Je suis devenu tout dernièrement, et conjointement avec M. Hippolyte Du Cleuziou, acquéreur de la collection des manuscrits bretons de M. J.-M. de Penguern, poésies populaires, incantations, conjurations, proverbes, mystères. Lorsque cette bonne fortune m'est arrivée, d'une façon assez inattendue, le plan de ma publication était déjà arrêté, mon manuscrit terminé, ou à peu près, et l'impression allait commencer. J'aurais pu, néanmoins, ou fondre les deux collections en une seule, de manière à ne former qu'un même ouvrage, ou me borner à compléter et à éclairer mes textes avec l'aide de ceux de M. de Penguern ; mon recueil y aurait certainement gagné en intérêt et en valeur. Mais, pour le bien des études bretonnes, qui commencent enfin à prendre faveur dans le monde savant, j'ai cru devoir suivre une autre marche. J'ai dit à M. Du Cleuziou : « Je désire publier ma collection à part; c'est le résultat de mes recherches depuis vingt-trois ans; presque tout a été recueilli ou par moi-même, ou par ma soeur, qui m'a beaucoup aidé dans ce travail, souvent assez ingrat (3) ; je suis là sur un terrain connu; je puis désigner les localités et les personnes, dont je retrouverais encore le plus grand nombre, au besoin. Si ma collection est inférieure à celle de M. de Penguern, en chants anciens, elle a aussi sa valeur très-réelle, et je puis au moins dire avec le poëte :

« Mon verre n'est pas grand, mais je bois dans mon verre. »

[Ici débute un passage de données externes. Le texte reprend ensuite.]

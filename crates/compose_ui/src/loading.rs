//! Placeholder layouts for the loading presentation.

use leptos::*;

use crate::{Dp, RetryButtonTheme};

/// Direction placeholders are laid out in.
#[derive(Debug, Clone, Copy, PartialEq, Eq)]
pub enum LoadingAxis {
    /// Stacked in the surrounding flow.
    Column,
    /// Side by side inside a padded row.
    Row,
}

impl LoadingAxis {
    fn token(self) -> &'static str {
        match self {
            Self::Column => "column",
            Self::Row => "row",
        }
    }
}

/// How many placeholders to draw and how to space them.
#[derive(Debug, Clone, Copy, PartialEq)]
pub struct LoadingLayout {
    /// Layout direction.
    pub axis: LoadingAxis,
    /// Number of placeholder copies.
    pub count: usize,
    /// Square spacer drawn after every copy.
    pub spacer: Dp,
    /// Padding around the row; always zero for columns.
    pub padding: Dp,
}

impl LoadingLayout {
    /// `count` copies in the surrounding flow, each followed by `spacer`.
    pub fn times(count: usize, spacer: Dp) -> Self {
        Self {
            axis: LoadingAxis::Column,
            count,
            spacer,
            padding: Dp::ZERO,
        }
    }

    /// `count` copies in a row padded by `padding`, each followed by `spacer`.
    pub fn row(count: usize, spacer: Dp, padding: Dp) -> Self {
        Self {
            axis: LoadingAxis::Row,
            count,
            spacer,
            padding,
        }
    }

    /// Inline style of the row container, if the layout has one.
    pub fn container_style(&self) -> Option<String> {
        match self.axis {
            LoadingAxis::Column => None,
            LoadingAxis::Row => Some(format!(
                "display: flex; flex-direction: row; padding: {};",
                self.padding
            )),
        }
    }

    /// Inline style of the spacer following each copy.
    pub fn spacer_style(&self) -> String {
        format!(
            "width: {0}; height: {0}; flex-shrink: 0;",
            self.spacer
        )
    }

    /// Renders `content` according to this layout.
    pub fn render<V: IntoView>(&self, content: impl Fn() -> V) -> View {
        let spacer_style = self.spacer_style();
        let items = (0..self.count)
            .map(|_| {
                view! {
                    <>
                        {content()}
                        <div
                            style=spacer_style.clone()
                            aria-hidden="true"
                            data-ui-kind="loading-spacer"
                        ></div>
                    </>
                }
            })
            .collect_view();

        match self.container_style() {
            None => items,
            Some(style) => view! {
                <div
                    style=style
                    data-ui-primitive="true"
                    data-ui-kind="loading-row"
                    data-ui-axis=self.axis.token()
                >
                    {items}
                </div>
            }
            .into_view(),
        }
    }
}

/// Combinators available to a loading presentation.
///
/// Spacing comes from the [`RetryButtonTheme`] in effect where the view is
/// rendered.
#[derive(Debug, Clone, Copy, PartialEq)]
pub struct LoadingScope {
    row_space: Dp,
    row_padding: Dp,
    times_space: Dp,
}

impl LoadingScope {
    /// Scope using the spacing of `theme`.
    pub fn new(theme: &RetryButtonTheme) -> Self {
        Self {
            row_space: theme.row_space,
            row_padding: theme.row_padding,
            times_space: theme.times_space,
        }
    }

    /// Layout for [`times`](Self::times).
    pub fn times_layout(&self, count: usize) -> LoadingLayout {
        LoadingLayout::times(count, self.times_space)
    }

    /// Layout for [`row`](Self::row).
    pub fn row_layout(&self, count: usize) -> LoadingLayout {
        LoadingLayout::row(count, self.row_space, self.row_padding)
    }

    /// Layout for [`row_spaced`](Self::row_spaced).
    pub fn row_spaced_layout(&self, count: usize, spaced_by: Dp) -> LoadingLayout {
        LoadingLayout::row(count, spaced_by, self.row_padding)
    }

    /// Repeats `content` `count` times.
    ///
    /// Copies are separated by the theme's `times_space`. This differs from
    /// the row combinators, and from the classic layout that reused the row
    /// gap `row_space` here.
    pub fn times<V: IntoView>(&self, count: usize, content: impl Fn() -> V) -> View {
        self.times_layout(count).render(content)
    }

    /// Repeats `content` `count` times in a padded row.
    pub fn row<V: IntoView>(&self, count: usize, content: impl Fn() -> V) -> View {
        self.row_layout(count).render(content)
    }

    /// Like [`row`](Self::row) with an explicit gap between items.
    pub fn row_spaced<V: IntoView>(
        &self,
        count: usize,
        spaced_by: Dp,
        content: impl Fn() -> V,
    ) -> View {
        self.row_spaced_layout(count, spaced_by).render(content)
    }
}

impl Default for LoadingScope {
    fn default() -> Self {
        Self::new(&RetryButtonTheme::default())
    }
}

#[cfg(test)]
mod tests {
    use pretty_assertions::assert_eq;

    use super::*;

    #[test]
    fn times_stacks_copies_without_a_container() {
        let layout = LoadingScope::default().times_layout(3);
        assert_eq!(layout, LoadingLayout::times(3, Dp(8.0)));
        assert_eq!(layout.container_style(), None);
        assert_eq!(
            layout.spacer_style(),
            "width: 8px; height: 8px; flex-shrink: 0;"
        );
    }

    #[test]
    fn times_spacing_is_independent_of_the_row_gap() {
        let scope = LoadingScope::new(&RetryButtonTheme {
            row_space: Dp(4.0),
            times_space: Dp(10.0),
            ..RetryButtonTheme::default()
        });
        assert_eq!(scope.times_layout(2).spacer, Dp(10.0));
        assert_eq!(scope.row_layout(2).spacer, Dp(4.0));
    }

    #[test]
    fn rows_use_theme_padding_and_spacing() {
        let scope = LoadingScope::new(&RetryButtonTheme {
            row_space: Dp(4.0),
            row_padding: Dp(12.0),
            ..RetryButtonTheme::default()
        });

        let row = scope.row_layout(2);
        assert_eq!(row.axis, LoadingAxis::Row);
        assert_eq!(row.spacer, Dp(4.0));
        assert_eq!(
            row.container_style().as_deref(),
            Some("display: flex; flex-direction: row; padding: 12px;")
        );

        let spaced = scope.row_spaced_layout(5, Dp(1.0));
        assert_eq!(spaced.count, 5);
        assert_eq!(spaced.spacer, Dp(1.0));
        assert_eq!(spaced.padding, Dp(12.0));
    }
}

La collection de M. de Penguern sera, à son tour, l'objet d'une publication spéciale, et de la sorte nous aurons trois textes différents, le Barzaz-Breiz, le recueil de M. de Penguern et le mien, qui pourront fournir à la critique tous les éléments et les conditions désirables pour une étude comparee. De cette confrontation des textes jailliront sans doute des lumières inattendues, sortiront des résultats précis et arrêtés; la critique et l'histoire y trouveront également leur profit, et la vérité, qui doit être l'objet constant et désintéressé de nos recherches et de nos études, s'en dégagera peut-être sous un jour nouveau mais non moins éclatants. Enfin, pour rendre le contrôle facile et mettre notre conscience d'éditeurs à l'abri de tout soupçon fâcheux, une fois les publications terminées, je propose de déposer les manuscrits, les miens comme ceux de M. de Penguern, dans une bibliothèque publique, à Paris ou à Saint-Brieuc, où chacun pourra les consulter à loisir. »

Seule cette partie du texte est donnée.